Pre-commencement communications pursuant to Rule 13e-4(c) under the Exchange Act (17 CFR 240.13e-4(c))
Indicate by check mark whether the registrant is an emerging growth company as defined in Rule 405 of the Securities Act of 1933 (§230.405 of this chapter) or Rule 12b-2 of the Securities Exchange Act of 1934 (§240.12b-2 of this chapter).
Emerging growth company ☒
If an emerging growth company, indicate by check mark if the registrant has elected not to use the extended transition period for complying with any new or revised financial accounting standards provided pursuant to Section 13(a) of the Exchange Act. ☒
Item 1.01. Entry into a Material Definitive Agreement.
On December 20, 2018, Arsanis, Inc., a Delaware corporation (Arsanis), Artemis AC Corp., a Delaware corporation and a wholly owned subsidiary of Arsanis (Merger Sub), and X4 Pharmaceuticals, Inc., a Delaware corporation (X4), entered into a First Amendment to Agreement and Plan of Merger (the Merger Agreement Amendment) to that certain Agreement and Plan of Merger, dated November 26, 2018 (the Merger Agreement), by and among Arsanis, Merger Sub and X4.
Pursuant to the Merger Agreement Amendment, Arsanis and X4 have agreed to amend the terms of their previously announced Merger Agreement to provide that, at the effective time of the merger (the Effective Time), Arsanis will assume all stock option plans or other stock or equity-related plans of X4 (X4 Stock Plans).

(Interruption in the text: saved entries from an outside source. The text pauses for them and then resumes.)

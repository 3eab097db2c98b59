//! CompensationManager - retry を使い切った handler の rollback を呼ぶ
//!
//! rollback はベストエフォート。失敗してもログに残すだけで握りつぶし、
//! orchestrator や他のワークフローを止めない。

use std::sync::atomic::{AtomicU64, Ordering};
use std::time::Duration;

use tracing::{error, info};

use crate::domain::{HandlerError, WorkflowContext};
use crate::handler::RegisteredHandler;

/// What happened to a compensation attempt.
#[derive(Debug, Clone, PartialEq, Eq)]
pub enum CompensationOutcome {
    RolledBack,
    Failed(HandlerError),
}

#[derive(Debug, Default)]
pub struct CompensationManager {
    attempted: AtomicU64,
    failed: AtomicU64,
}

impl CompensationManager {
    pub fn new() -> Self {
        Self::default()
    }

    /// Run `handler.rollback`, bounded by `timeout`. Never propagates errors.
    pub async fn rollback(
        &self,
        handler: &RegisteredHandler,
        ctx: &WorkflowContext,
        timeout: Duration,
    ) -> CompensationOutcome {
        self.attempted.fetch_add(1, Ordering::Relaxed);

        let result = match tokio::time::timeout(timeout, handler.handler.rollback(ctx)).await {
            Ok(result) => result,
            Err(_) => Err(HandlerError::Timeout(timeout)),
        };

        match result {
            Ok(()) => {
                info!(
                    workflow_id = %ctx.workflow_id,
                    handler_id = handler.id(),
                    "rollback completed"
                );
                CompensationOutcome::RolledBack
            }
            Err(err) => {
                self.failed.fetch_add(1, Ordering::Relaxed);
                error!(
                    workflow_id = %ctx.workflow_id,
                    handler_id = handler.id(),
                    error = %err,
                    "rollback failed"
                );
                CompensationOutcome::Failed(err)
            }
        }
    }

    pub fn attempted(&self) -> u64 {
        self.attempted.load(Ordering::Relaxed)
    }

    pub fn failed(&self) -> u64 {
        self.failed.load(Ordering::Relaxed)
    }
}
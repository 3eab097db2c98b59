//! Handler trait - イベントに反応して業務処理を実行する単位
//!
//! # 契約
//! - `execute`: 長時間かかってもよいが、ambient timeout で打ち切られる
//! - `validate`: 純粋関数（副作用なし）。false ならスキップ
//! - `rollback`: retry を使い切った後のベストエフォート補償
//!
//! 登録時に `HandlerOptions` を渡すと handler 自身の `options()` を上書きします。

use std::fmt;
use std::sync::Arc;
use std::time::Duration;

use async_trait::async_trait;

use crate::config::DEFAULT_TIMEOUT;
use crate::domain::{DomainEvent, HandlerError, StepResult, WorkflowContext};
use crate::retry::RetryPolicy;

/// Predicate deciding whether a handler applies to an event.
pub type EventPredicate = Arc<dyn Fn(&DomainEvent) -> bool + Send + Sync>;

/// Per-handler execution options.
#[derive(Clone)]
pub struct HandlerOptions {
    /// Higher runs first.
    pub priority: i32,
    pub retry_policy: RetryPolicy,
    pub timeout: Duration,
    pub critical: bool,
    /// `false` limits execution to a single attempt.
    pub retryable: bool,
    pub condition: Option<EventPredicate>,
}

impl Default for HandlerOptions {
    fn default() -> Self {
        Self {
            priority: 0,
            retry_policy: RetryPolicy::default(),
            timeout: DEFAULT_TIMEOUT,
            critical: false,
            retryable: true,
            condition: None,
        }
    }
}

impl fmt::Debug for HandlerOptions {
    fn fmt(&self, f: &mut fmt::Formatter<'_>) -> fmt::Result {
        f.debug_struct("HandlerOptions")
            .field("priority", &self.priority)
            .field("retry_policy", &self.retry_policy)
            .field("timeout", &self.timeout)
            .field("critical", &self.critical)
            .field("retryable", &self.retryable)
            .field("condition", &self.condition.is_some())
            .finish()
    }
}

impl HandlerOptions {
    pub fn with_priority(mut self, priority: i32) -> Self {
        self.priority = priority;
        self
    }

    pub fn with_retry_policy(mut self, policy: RetryPolicy) -> Self {
        self.retry_policy = policy;
        self
    }

    pub fn with_timeout(mut self, timeout: Duration) -> Self {
        self.timeout = timeout;
        self
    }

    pub fn critical(mut self) -> Self {
        self.critical = true;
        self
    }

    pub fn not_retryable(mut self) -> Self {
        self.retryable = false;
        self
    }

    pub fn when<F>(mut self, predicate: F) -> Self
    where
        F: Fn(&DomainEvent) -> bool + Send + Sync + 'static,
    {
        self.condition = Some(Arc::new(predicate));
        self
    }

    /// Policy the event-driven path applies, honoring `retryable`.
    pub fn effective_retry_policy(&self) -> RetryPolicy {
        if self.retryable {
            self.retry_policy.clone()
        } else {
            RetryPolicy::none()
        }
    }

    pub fn accepts(&self, event: &DomainEvent) -> bool {
        self.condition.as_ref().is_none_or(|predicate| predicate(event))
    }
}

/// Business logic invoked by the orchestrator.
///
/// # 使用例
/// ```ignore
/// struct CreateLog;
///
/// #[async_trait]
/// impl WorkflowHandler for CreateLog {
///     fn id(&self) -> &str { "create-log" }
///     fn name(&self) -> &str { "Create log record" }
///
///     async fn execute(&self, event: &DomainEvent, ctx: &WorkflowContext)
///         -> Result<StepResult, HandlerError>
///     {
///         Ok(StepResult::success(self.id()))
///     }
/// }
/// ```
#[async_trait]
pub trait WorkflowHandler: Send + Sync {
    fn id(&self) -> &str;

    fn name(&self) -> &str;

    /// Default options, overridable at registration.
    fn options(&self) -> HandlerOptions {
        HandlerOptions::default()
    }

    fn validate(&self, _event: &DomainEvent) -> bool {
        true
    }

    async fn execute(&self, event: &DomainEvent, ctx: &WorkflowContext) -> Result<StepResult, HandlerError>;

    async fn rollback(&self, _ctx: &WorkflowContext) -> Result<(), HandlerError> {
        Ok(())
    }
}

/// A handler together with the options it was registered with.
#[derive(Clone)]
pub struct RegisteredHandler {
    pub handler: Arc<dyn WorkflowHandler>,
    pub options: HandlerOptions,
}

impl RegisteredHandler {
    pub fn new(handler: Arc<dyn WorkflowHandler>, options: Option<HandlerOptions>) -> Self {
        let options = options.unwrap_or_else(|| handler.options());
        Self { handler, options }
    }

    pub fn id(&self) -> &str {
        self.handler.id()
    }

    pub fn priority(&self) -> i32 {
        self.options.priority
    }
}

impl fmt::Debug for RegisteredHandler {
    fn fmt(&self, f: &mut fmt::Formatter<'_>) -> fmt::Result {
        f.debug_struct("RegisteredHandler")
            .field("id", &self.handler.id())
            .field("name", &self.handler.name())
            .field("options", &self.options)
            .finish()
    }
}
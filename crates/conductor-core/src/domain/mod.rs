//! Domain model (IDs, events, context, lifecycle, results, errors).

pub mod context;
pub mod errors;
pub mod event;
pub mod ids;
pub mod status;
pub mod step;
pub mod workflow;

pub use context::WorkflowContext;
pub use errors::{ErrorSource, FailureKind, HandlerError, OrchestratorError};
pub use event::{Actor, DomainEvent, EventMetadata, EventPayload, EventType};
pub use ids::{SubscriptionId, WorkflowId};
pub use status::{WorkflowErrorInfo, WorkflowState, WorkflowStatus};
pub use step::StepResult;
pub use workflow::{StepReport, WorkflowOutcome, WorkflowResult};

As a result, under the Merger Agreement, as amended by the Merger Agreement Amendment, all stock options and other equity-based awards that have been issued or that may be available for grant under an X4 Stock Plan as of immediately prior to the Effective Time will become exercisable or issuable, as applicable, in respect of shares of Arsanis common stock at the Effective Time (subject to appropriate adjustment for the exchange ratios for the X4 common stock and X4 preferred stock set forth in the Merger Agreement), under such X4 Stock Plan or a stock option plan or other stock or equity-related plan of Arsanis.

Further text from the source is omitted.